High estrogen can cause fibroids, endometriosis, PMS, weight gain (especially in the hips and thighs), and fatigue. To fully understand how our gut plays a role in estrogen levels, we first need to understand how regulation and circulation of this hormone works.
In a healthy body,
1. Estrogen is produced in the ovaries, fat cells, and the brain. (As a woman enters menopause, the ovaries play less of a role in estrogen production)
2. Blood carries estrogen throughout the body and is received by various organs.
3. Estrogen then reaches the liver where it’s deactivated and broken down.
4. A part of our microbiome called the estrobolome is responsible for removing the excess estrogen through the stool.
When you have high estrogen, the estrobolome is overgrown and reabsorbs the already broken down estrogen. It then redistributes it into our bloodstream at dangerously high levels.
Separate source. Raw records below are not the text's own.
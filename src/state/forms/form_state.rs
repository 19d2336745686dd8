//! Form state store
//!
//! Holds the field values, the displayed inline errors and the current step.
//! Only one store exists per form instance; the submission orchestrator is the
//! only other writer.

use super::field::{Field, FieldValue, FormData};
use super::steps::{self, Step, STEPS, TOTAL_STEPS};
use super::validation::{validate, ValidationState};
use thiserror::Error;

/// Misuse of the store API
#[derive(Debug, Clone, PartialEq, Eq, Error)]
pub enum FormError {
    #[error("field `{field}` does not accept a {got} value (expected {expected})")]
    ValueKindMismatch {
        field: Field,
        expected: &'static str,
        got: &'static str,
    },
    #[error("the form is locked while a submission is in progress")]
    Locked,
}

/// Result of a forward navigation request
#[derive(Debug, Clone, PartialEq, Eq)]
pub enum StepTransition {
    /// Moved to the given step
    Advanced(u8),
    /// Owned fields of the current step carry errors
    Blocked(Vec<Field>),
    /// Target is not the step right after the current one
    NotAdjacent,
    /// A submission is in progress
    Locked,
}

/// Trait for common form operations
pub trait Form {
    fn field_count(&self) -> usize;
    fn active_field(&self) -> usize;
    fn set_active_field(&mut self, index: usize);
    fn next_field(&mut self) {
        let count = self.field_count();
        if count == 0 {
            return;
        }
        let current = self.active_field();
        self.set_active_field((current + 1) % count);
    }
    fn prev_field(&mut self) {
        let count = self.field_count();
        if count == 0 {
            return;
        }
        let current = self.active_field();
        if current == 0 {
            self.set_active_field(count - 1);
        } else {
            self.set_active_field(current - 1);
        }
    }
}

/// The booking form's single source of truth
#[derive(Debug, Clone)]
pub struct FormStore {
    pub data: FormData,
    pub errors: ValidationState,
    current_step: u8,
    active_field_index: usize,
    locked: bool,
}

impl FormStore {
    pub fn new() -> Self {
        Self {
            data: FormData::default(),
            errors: ValidationState::default(),
            current_step: 1,
            active_field_index: 0,
            locked: false,
        }
    }

    /// Create a store with prefilled values
    pub fn with_data(data: FormData) -> Self {
        Self {
            data,
            ..Self::new()
        }
    }

    pub fn current_step(&self) -> u8 {
        self.current_step
    }

    pub fn active_step(&self) -> &'static Step {
        steps::step(self.current_step).unwrap_or(&STEPS[0])
    }

    pub fn is_last_step(&self) -> bool {
        self.current_step == TOTAL_STEPS
    }

    /// Step indicator value
    pub fn step_progress_percent(&self) -> u8 {
        ((f32::from(self.current_step) / f32::from(TOTAL_STEPS)) * 100.0).round() as u8
    }

    pub fn is_locked(&self) -> bool {
        self.locked
    }

    pub(crate) fn set_locked(&mut self, locked: bool) {
        self.locked = locked;
    }

    /// Field that currently has keyboard focus
    pub fn focused_field(&self) -> Field {
        let fields = self.active_step().visible_fields;
        fields[self.active_field_index.min(fields.len() - 1)]
    }

    /// Set a field and clear that field's displayed error, if any.
    ///
    /// Other fields keep their errors until the next validation pass.
    /// Refused while a submission is in progress.
    pub fn update_field(
        &mut self,
        field: Field,
        value: impl Into<FieldValue>,
    ) -> Result<(), FormError> {
        if self.locked {
            return Err(FormError::Locked);
        }
        let value = value.into();
        match (field, value) {
            (Field::Company, FieldValue::Text(v)) => self.data.company = v,
            (Field::Name, FieldValue::Text(v)) => self.data.name = v,
            (Field::Email, FieldValue::Text(v)) => self.data.email = v,
            (Field::Message, FieldValue::Text(v)) => self.data.message = v,
            (Field::RequestType, FieldValue::Request(v)) => self.data.request_type = v,
            (Field::Consent, FieldValue::Flag(v)) => self.data.consent = v,
            (field, value) => {
                return Err(FormError::ValueKindMismatch {
                    field,
                    expected: self.data.value(field).kind(),
                    got: value.kind(),
                })
            }
        }
        if self.errors.get(field).is_some() {
            self.errors.set(field, None);
        }
        Ok(())
    }

    /// Append a character to the focused text field
    pub fn push_char(&mut self, c: char) -> Result<(), FormError> {
        let field = self.focused_field();
        if self.locked || !field.is_text() {
            return Ok(());
        }
        let mut text = self.data.text(field).to_string();
        text.push(c);
        self.update_field(field, text)
    }

    /// Remove the last character from the focused text field
    pub fn pop_char(&mut self) -> Result<(), FormError> {
        let field = self.focused_field();
        if self.locked || !field.is_text() {
            return Ok(());
        }
        let mut text = self.data.text(field).to_string();
        if text.pop().is_none() {
            return Ok(());
        }
        self.update_field(field, text)
    }

    /// Toggle consent or cycle the request type when focused
    pub fn toggle_focused(&mut self) -> Result<(), FormError> {
        if self.locked {
            return Ok(());
        }
        match self.focused_field() {
            Field::Consent => self.update_field(Field::Consent, !self.data.consent),
            Field::RequestType => {
                self.update_field(Field::RequestType, self.data.request_type.next())
            }
            _ => Ok(()),
        }
    }

    /// Validate the active step and advance to `target` when allowed
    pub fn go_to_step(&mut self, target: u8) -> StepTransition {
        if self.locked {
            return StepTransition::Locked;
        }

        let validation = validate(&self.data);
        let owned = self.active_step().owned_fields;
        self.errors.sync_fields(owned, &validation);

        if !self.errors.all_valid(owned) {
            let invalid = owned
                .iter()
                .copied()
                .filter(|f| self.errors.get(*f).is_some())
                .collect::<Vec<_>>();
            tracing::debug!(step = self.current_step, ?invalid, "step advance blocked");
            return StepTransition::Blocked(invalid);
        }

        if target != self.current_step + 1 || target > TOTAL_STEPS {
            return StepTransition::NotAdjacent;
        }

        self.show_step(target);
        tracing::debug!(step = target, "step advanced");
        StepTransition::Advanced(target)
    }

    /// Advance to the step after the current one
    pub fn next_step(&mut self) -> StepTransition {
        self.go_to_step(self.current_step + 1)
    }

    /// Move one step back without validating. Returns true if the step changed.
    pub fn go_back(&mut self) -> bool {
        if self.locked || self.current_step <= 1 {
            return false;
        }
        self.show_step(self.current_step - 1);
        true
    }

    /// Jump to a step without any validation (clamped to the valid range)
    pub(crate) fn show_step(&mut self, id: u8) {
        self.current_step = id.clamp(1, TOTAL_STEPS);
        self.active_field_index = 0;
    }

    /// Replace all displayed errors at once
    pub(crate) fn apply_validation(&mut self, validation: ValidationState) {
        self.errors = validation;
    }

    /// Restore defaults: empty values, no errors, first step
    pub fn reset(&mut self) {
        self.data = FormData::default();
        self.errors = ValidationState::default();
        self.show_step(1);
    }

    /// Step that owns the first invalid field of `validation`
    pub fn first_invalid_step(validation: &ValidationState) -> Option<u8> {
        steps::first_invalid_step(validation).map(|s| s.id)
    }
}

impl Default for FormStore {
    fn default() -> Self {
        Self::new()
    }
}

impl Form for FormStore {
    fn field_count(&self) -> usize {
        self.active_step().visible_fields.len()
    }
    fn active_field(&self) -> usize {
        self.active_field_index
    }
    fn set_active_field(&mut self, index: usize) {
        self.active_field_index = index.min(self.field_count().saturating_sub(1));
    }
}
Progesterone levels are directly linked to what’s known as Leaky Gut Syndrome. If you’ve heard of this illness in passing, but never quite understood what it means, you’re not alone. Leaky Gut Syndrome is when the bond between cells in your intestines become loose and allow fragments of cell matter to leak into the bloodstream. Though it sounds strange, it’s an especially common phenomenon and can lead to high levels of inflammation in the body.
When the inflammation reaches your ovaries, progesterone projection is put on hold, causing infertility, brain fog, menstrual irregularities, and sugar cravings. Furthermore, the decrease in progesterone can cause estrogen dominance by altering the estrogen/progesterone ratio.
When taking strides to balance your hormones, I’ve found the best starting point is to take a natural approach. This means analyzing and improving these aspects of your life:
Your diet should include plant-based, fiber-filled foods such as leafy greens, nuts, seeds, and beans. This isn’t to suggest you should go vegetarian or vegan, but rather to ensure you’re getting essential nutrients to maintain a healthy, optimal gut flora. The organifi green juice is a quick and easy way to get those nutrients on days when you’re on the go (my discount code GUTHEALTH15 will be automatically applied at checkout when using this link).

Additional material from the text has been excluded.